On ne peut pas émettre un avis dubitatif sur Israël sans contrarier des intellectuels des milieux les plus divers qui, de près ou de loin, se sentent concernés dès que des sujets touchant à cette nation ou à sa diaspora sont abordés.
L’audacieux qui s’y frotte sans l’aval de ces milieux est tout de suite suspecté d’être un nazi rentré. Des accusateurs surgissant de partout sentent monter du malheureux les senteurs nidoreuses de Josef Mengele et de Robert Faurisson.
Pour l’opinion, l’amalgame est aussitôt fait : racisme, négation de l’holocauste, imprécation injurieuse et diffamatoire sont intimement liés.
Un journaliste (qu’il me pardonne, je n’ai pas retenu son nom) exprime très bien ce que les amoureux de la liberté ressentent :
« Il était prévisible que cette affaire suscite les récurrents effets de manche et sonneries de tocsin. Il n'y a là qu'un symptôme supplémentaire d'un triste état de fait : on ne respire plus, dans ce pays. La France pète de trouille, et ça ne sent pas bon. La poltronnerie de la plupart favorise l'autoritarisme de quelques-uns. Toute pensée, toute parole libres sont immédiatement soumises à un feu roulant d'intimidations, de condamnations ronflantes et sans appel.
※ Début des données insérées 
/// Visual state of a single slide.
#[derive(Debug, PartialEq, Eq, Clone, Copy, Default)]
pub enum Visibility {
    #[default]
    Hidden,   // Not drawn
    Entering, // Incoming slide, enter animation restarts
    Active,   // The slide on screen
    Exiting,  // Outgoing slide, exit animation running
}

impl Visibility {
    /// Whether the slide has to be drawn at all.
    pub fn is_visible(self) -> bool {
        self != Visibility::Hidden
    }
}
use std::fs;
use std::path::Path;

use md_slideshow::constants::ERROR_MESSAGE;
use md_slideshow::{CmarkConverter, MemorySurface, Presentation, Size, Status, Timing, Visibility};

fn open(path: &Path, surface: &mut MemorySurface) -> Presentation {
    Presentation::open(path, &CmarkConverter::default(), surface, Timing::default())
}

#[test]
fn two_slide_deck_plays_in_a_loop() {
    let dir = tempfile::tempdir().unwrap();
    let path = dir.path().join("slides.md");
    fs::write(&path, "# A\n\n---\n\nB").unwrap();

    let mut surface = MemorySurface::default();
    let mut show = open(&path, &mut surface);
    assert_eq!(show.status(), Status::Running);

    let slides = show.session().slides();
    assert_eq!(slides.len(), 2);
    assert_eq!(slides[0].content().element_children().next().unwrap().tag, "h1");
    assert_eq!(slides[0].content().text(), "A");
    assert_eq!(slides[1].content().element_children().next().unwrap().tag, "p");
    assert_eq!(slides[1].content().text(), "B");

    assert_eq!(show.session().current(), 0);
    show.update(5.0, &mut surface);
    assert_eq!(show.session().current(), 1);
    show.update(5.0, &mut surface);
    assert_eq!(show.session().current(), 0);
    assert_eq!(surface.in_state(Visibility::Active), vec![0]);
}

#[test]
fn missing_source_shows_the_error_message() {
    let dir = tempfile::tempdir().unwrap();
    let mut surface = MemorySurface::default();
    let mut show = open(&dir.path().join("absent.md"), &mut surface);

    assert_eq!(show.status(), Status::Failed);
    assert_eq!(surface.error(), Some(ERROR_MESSAGE));
    assert_eq!(surface.slide_count(), 0);
    assert!(!show.is_playing());

    show.update(30.0, &mut surface);
    assert_eq!(surface.slide_count(), 0);
}

#[test]
fn resize_refits_the_current_slide_only() {
    let dir = tempfile::tempdir().unwrap();
    let path = dir.path().join("slides.md");
    fs::write(&path, "one\n\n---\n\ntwo").unwrap();

    let mut surface = MemorySurface::new(Size::new(1000.0, 800.0));
    let mut show = open(&path, &mut surface);
    surface.set_natural_size(0, Size::new(1880.0, 100.0));
    surface.set_natural_size(1, Size::new(1880.0, 100.0));

    surface.set_viewport(Size::new(1000.0, 800.0));
    show.resize(&mut surface);
    assert_eq!(surface.scale(0), Some(0.5));
    assert_eq!(surface.scale(1), Some(1.0));

    // advancing fits the incoming slide
    show.update(5.0, &mut surface);
    assert_eq!(surface.scale(1), Some(0.5));
}

#[test]
fn single_slide_deck_keeps_running() {
    let dir = tempfile::tempdir().unwrap();
    let path = dir.path().join("slides.md");
    fs::write(&path, "# Only\n\nslide").unwrap();

    let mut surface = MemorySurface::default();
    let mut show = open(&path, &mut surface);
    for _ in 0..10 {
        show.update(1.3, &mut surface);
        assert_eq!(show.session().current(), 0);
    }
    assert_eq!(surface.in_state(Visibility::Active), vec![0]);
    assert!(surface.in_state(Visibility::Exiting).is_empty());
}
use std::path::PathBuf;

use clap::Parser;

use crate::constants::*;
use crate::error::ConfigError;

#[derive(Parser, Debug)]
#[command(name = "md-slideshow", version, about = "Play a markdown file as an auto-advancing slideshow")]
pub struct Cli {
    /// Markdown file; slides are separated by horizontal rules (`---`).
    #[arg(default_value = DEFAULT_SOURCE)]
    pub source: PathBuf,

    /// Time each slide stays on screen, in milliseconds.
    #[arg(long, default_value_t = (SLIDE_DURATION * 1000.0) as u64)]
    pub interval_ms: u64,

    /// Length of the exit animation, in milliseconds.
    #[arg(long, default_value_t = (EXIT_DURATION * 1000.0) as u64)]
    pub exit_ms: u64,

    /// Space kept free around a slide when it is shrunk to fit.
    #[arg(long, default_value_t = FIT_PADDING)]
    pub padding: f32,

    #[arg(long, default_value_t = WINDOW_WIDTH)]
    pub width: i32,

    #[arg(long, default_value_t = WINDOW_HEIGHT)]
    pub height: i32,

    #[arg(long, default_value_t = FPS)]
    pub fps: u32,

    /// Skip the floating lights behind the slides.
    #[arg(long)]
    pub no_background: bool,

    /// Load the deck, report each slide's size and exit without a window.
    #[arg(long)]
    pub check: bool,

    /// More log output (-v debug, -vv trace).
    #[arg(short, long, action = clap::ArgAction::Count)]
    pub verbose: u8,
}

/// Durations in seconds, padding in pixels.
#[derive(Debug, Clone, Copy, PartialEq)]
pub struct Timing {
    pub interval: f32,
    pub exit: f32,
    pub enter: f32,
    pub padding: f32,
}

impl Default for Timing {
    fn default() -> Self {
        Self {
            interval: SLIDE_DURATION,
            exit: EXIT_DURATION,
            enter: ENTER_DURATION,
            padding: FIT_PADDING,
        }
    }
}

#[derive(Debug, Clone, Copy, PartialEq)]
pub struct WindowConfig {
    pub width: i32,
    pub height: i32,
    pub fps: u32,
    pub background: bool,
}

impl Cli {
    pub fn timing(&self) -> Result<Timing, ConfigError> {
        if self.interval_ms == 0 {
            return Err(ConfigError::Invalid { field: "interval-ms", reason: "must be positive" });
        }
        if self.padding.is_nan() || self.padding < 0.0 {
            return Err(ConfigError::Invalid { field: "padding", reason: "must not be negative" });
        }
        Ok(Timing {
            interval: self.interval_ms as f32 / 1000.0,
            exit: self.exit_ms as f32 / 1000.0,
            padding: self.padding,
            ..Timing::default()
        })
    }

    pub fn window(&self) -> Result<WindowConfig, ConfigError> {
        if self.fps == 0 {
            return Err(ConfigError::Invalid { field: "fps", reason: "must be positive" });
        }
        if self.width <= 0 || self.height <= 0 {
            return Err(ConfigError::Invalid { field: "size", reason: "must be positive" });
        }
        Ok(WindowConfig {
            width: self.width,
            height: self.height,
            fps: self.fps,
            background: !self.no_background,
        })
    }

    pub fn log_level(&self) -> tracing::Level {
        match self.verbose {
            0 => tracing::Level::INFO,
            1 => tracing::Level::DEBUG,
            _ => tracing::Level::TRACE,
        }
    }
}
Comme le dit un proverbe japonais : "Le clou qui dépasse appelle le marteau." Malheur à celui qui critique les replis communautaristes, l'invasion massive du religieux dans l'espace public, la défaite annoncée de la laïcité dont le discours de Latran était un avant-goût, les clés des banlieues remises aux barbus par une république capitularde, l'arrogance grandissante des imams et des rabbins, la montée des intégrismes sous couvert de quête légitime d'identité, la politique israélienne ou palestinienne. Antisémite ! Islamophobe ! ».
« La rhétorique victimaire, chère à nos dirigeants, est omniprésente. Philippe Val n'est plus un patron de journal qui a licencié arbitrairement un collaborateur : il devient la victime d'une horde déchaînée dont l'oeil perçant du philosophe a saisi les motivations racistes. Ainsi Jean Sarkozy, bien fils de son père en matière d'arrogance, d'opportunisme et de grossièreté, est transformé en victime d'attaques honteuses dignes du Pilori (un journal antisémite sous l'Occupation) ou de la Milice. »
En Belgique comme en France, nous devrions prendre très au sérieux la généralisation peureuse de l’opinion, relayée par la Loi.
La simplification des choses apporte de la confusion.
Il y aurait les bons citoyens, bien libéraux et démocrates et les autres, les racistes et les totalitaires dont il faut clouer le bec. Il n’y a plus de presse libre, plus d’opposition, plus rien qui ne contredise une vérité rédhibitoire.
Bientôt nous aurons une police à laquelle se confieront les bien-pensants, une police du bien dire et du bien penser, une police si délicate que nous la consommerons comme le sucre dans le café sans le savoir. Et pour cause, cette police est parmi nous. Les « bons » citoyens auront un carnet en poche, le crayon derrière l’oreille, et seront prêts à relever les propos « inadaptés », à y inscrire les plaques minéralogiques suspectes. Ce sera une police auxiliaire et supplétive parfaite, de la délation et de la lettre anonyme.
Et ces chers imbéciles jubileront quand ils auront eu la peau de ceux qui ne pensent pas comme eux, sans savoir qu’ils auront, eux aussi, la tête près du billot.

Commentaires

Nous disions « FAITES L'AMOUR, PAS LA GUERRE ». Certains anti-capitalistes pourraient dire « L'AMOUR, PAS L'ARGENT ».
Encore faudrait-il que ceux-ci ne pratiquent pas la HAINE (de l'argent et des riches qu'ils sont de toute façon).
On dirait aussi, "L'AMOUR, PAS LE POUVOIR".
Pour le sujet du jour, nous dirons simplement, même si c'est une lapalissade, "FAITES L'AMOUR, PAS LA HAINE".
S'il vous plaît, aimons-nous, respectons-nous et écoutons-nous, les uns les autres.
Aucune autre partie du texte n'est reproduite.